Compared with coronary angiography guidance, caFFR guidance is of great significance in reducing revascularization and cost, which has significant health and economic benefits.

摘要

目的

本研究旨在探讨冠状动脉造影衍生的血流储备分数(caFFR)指导下的经皮冠状动脉介入治疗(PCI)在冠心病患者中的预后价值和经济效益。

方法

回顾性纳入2021年4月至2021年11月在本中心接受冠状动脉造影的所有冠心病(CAD)患者,并分为caFFR指导组(n = 160)和血管造影指导组(n = 211)。
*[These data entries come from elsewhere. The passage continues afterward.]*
// SPDX-FileCopyrightText: 2026 Parley Contributors
// SPDX-License-Identifier: MIT OR Apache-2.0

//! Reconciliation of messages sent from the primary device.
//!
//! The provider does not always emit events for messages the owner types
//! on the phone. The sync pass pulls recent history per conversation and
//! feeds unseen own messages through the same commit path as live events.
//! A per-conversation high-water mark (unix seconds) bounds each pass.

use std::collections::BTreeSet;
use std::sync::Arc;
use std::time::Duration;

use dashmap::DashMap;
use parley_core::jid::{normalize_jid, to_chat_jid};
use parley_core::{MessagingProvider, ParleyError};
use parley_storage::TranscriptStore;
use serde::Serialize;
use tokio::sync::Mutex;
use tokio::time::MissedTickBehavior;
use tokio_util::sync::CancellationToken;
use tracing::{debug, info, warn};

use crate::clock::Clock;
use crate::commit::Committer;
use crate::contacts::ContactCache;
use crate::pipeline::message_from_event;
use crate::resolver::ContentResolver;

/// Totals for one full reconciliation pass.
#[derive(Debug, Clone, Copy, Default, PartialEq, Eq, Serialize)]
pub struct SyncReport {
    pub conversations: usize,
    pub imported: usize,
    pub failed: usize,
}

pub struct SyncRunner {
    provider: Arc<dyn MessagingProvider>,
    resolver: Arc<ContentResolver>,
    committer: Arc<Committer>,
    contacts: Arc<ContactCache>,
    store: Arc<TranscriptStore>,
    clock: Arc<dyn Clock>,
    history_limit: usize,
    initial_mark: i64,
    marks: DashMap<String, i64>,
    run_lock: Mutex<()>,
    conversation_locks: DashMap<String, Arc<Mutex<()>>>,
}

impl SyncRunner {
    /// Conversations first seen by the runner start `lookback` before now.
    #[allow(clippy::too_many_arguments)]
    pub fn new(
        provider: Arc<dyn MessagingProvider>,
        resolver: Arc<ContentResolver>,
        committer: Arc<Committer>,
        contacts: Arc<ContactCache>,
        store: Arc<TranscriptStore>,
        clock: Arc<dyn Clock>,
        history_limit: usize,
        lookback: Duration,
    ) -> Self {
        let lookback = i64::try_from(lookback.as_secs()).unwrap_or(i64::MAX);
        let initial_mark = clock.now_utc().timestamp().saturating_sub(lookback);
        Self {
            provider,
            resolver,
            committer,
            contacts,
            store,
            clock,
            history_limit,
            initial_mark,
            marks: DashMap::new(),
            run_lock: Mutex::new(()),
            conversation_locks: DashMap::new(),
        }
    }

    /// Current high-water mark for `conversation`, in unix seconds.
    pub fn mark(&self, conversation: &str) -> i64 {
        self.marks
            .get(conversation)
            .map(|m| *m)
            .unwrap_or(self.initial_mark)
    }

    /// Runs one pass over every tracked conversation.
    ///
    /// Returns `None` without doing anything when a pass is already running.
    pub async fn run_once(&self) -> Option<SyncReport> {
        let Ok(_guard) = self.run_lock.try_lock() else {
            debug!("sync pass already running, skipping");
            return None;
        };

        let mut report = SyncReport::default();
        for conversation in self.tracked_conversations().await {
            report.conversations += 1;
            match self.sync_conversation(&conversation).await {
                Ok(imported) => report.imported += imported,
                Err(e) => {
                    report.failed += 1;
                    warn!(conversation = %conversation, error = %e, "conversation sync failed");
                }
            }
        }

        if report.imported > 0 || report.failed > 0 {
            info!(
                conversations = report.conversations,
                imported = report.imported,
                failed = report.failed,
                "sync pass finished"
            );
        } else {
            debug!(conversations = report.conversations, "sync pass found nothing new");
        }
        Some(report)
    }

    /// Stored conversations plus the provider's 1:1 chats.
    async fn tracked_conversations(&self) -> BTreeSet<String> {
        let mut tracked: BTreeSet<String> = self.store.conversation_ids().await.into_iter().collect();
        match self.provider.get_all_chats().await {
            Ok(chats) => tracked.extend(
                chats
                    .into_iter()
                    .filter(|c| !c.is_group && !c.id.ends_with("@g.us"))
                    .map(|c| normalize_jid(&c.id))
                    .filter(|id| !id.is_empty()),
            ),
            Err(e) => debug!(error = %e, "chat listing unavailable, syncing stored conversations only"),
        }
        tracked
    }

    /// Imports unseen own messages for one conversation.
    ///
    /// Returns how many were newly stored.
    pub async fn sync_conversation(&self, conversation: &str) -> Result<usize, ParleyError> {
        let lock = self
            .conversation_locks
            .entry(conversation.to_string())
            .or_default()
            .value()
            .clone();
        let _guard = lock.lock().await;

        let history = self
            .provider
            .get_all_messages_in_chat(&to_chat_jid(conversation), true, self.history_limit)
            .await?;

        let mark = self.mark(conversation);
        let mut high = mark;
        let mut imported = 0;
        for event in history.iter().filter(|e| e.from_me()) {
            let Some(t) = event.unix_time() else {
                continue;
            };
            high = high.max(t);
            if t <= mark {
                continue;
            }

            let Some(resolved) = self.resolver.resolve(event).await else {
                continue;
            };
            let Some((_, message)) = message_from_event(event, resolved, self.clock.now_utc())
            else {
                continue;
            };
            let contact = self.contacts.lookup(conversation);
            if self
                .committer
                .commit(conversation, message, contact.as_ref())
                .await
                .is_some()
            {
                imported += 1;
            }
        }

        self.marks.insert(conversation.to_string(), high);
        if imported > 0 {
            debug!(conversation, imported, mark = high, "own messages reconciled");
        }
        Ok(imported)
    }

    /// Starts an on-demand sync of one conversation in the background.
    pub fn spawn_for(self: &Arc<Self>, conversation: &str) {
        let runner = Arc::clone(self);
        let conversation = conversation.to_string();
        tokio::spawn(async move {
            if let Err(e) = runner.sync_conversation(&conversation).await {
                debug!(conversation = %conversation, error = %e, "on-demand sync failed");
            }
        });
    }

    /// Runs a pass every `interval` until `cancel` fires.
    pub async fn run_periodic(self: Arc<Self>, interval: Duration, cancel: CancellationToken) {
        let mut ticker = tokio::time::interval(interval);
        ticker.set_missed_tick_behavior(MissedTickBehavior::Skip);

        loop {
            tokio::select! {
                _ = cancel.cancelled() => {
                    info!("sync task shutting down");
                    break;
                }
                _ = ticker.tick() => {
                    self.run_once().await;
                }
            }
        }
    }
}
采用caFFR≤0.8的阈值进行血运重建。否则,优先选择延迟PCI。通过电话或门诊对患者进行前瞻性随访6个月,观察全因死亡、心肌梗死或靶血管血运重建、支架血栓形成和中风等主要不良心血管事件(MACE)。记录所有住院费用,包括与MACE相关的初次住院和再次住院费用。

结果

两组患者的基线特征无显著差异。caFFR指导组有2例(1.2%)患者在随后6个月内发生MACE事件,血管造影指导组有5例(2.4%)患者发生MACE事件。与血管造影指导相比,caFFR指导降低了血运重建率(63.7%对84.4%,p = 0.000),减少了平均植入支架长度(0.52±0.88对1.1±1.4,<0.001)。caFFR指导组的耗材费用显著低于血管造影指导组(33257±19595元对38341±16485元,<0.05)。

结论

与冠状动脉造影指导相比,caFFR指导在降低血运重建和费用方面具有重要意义,具有显著的健康和经济效益。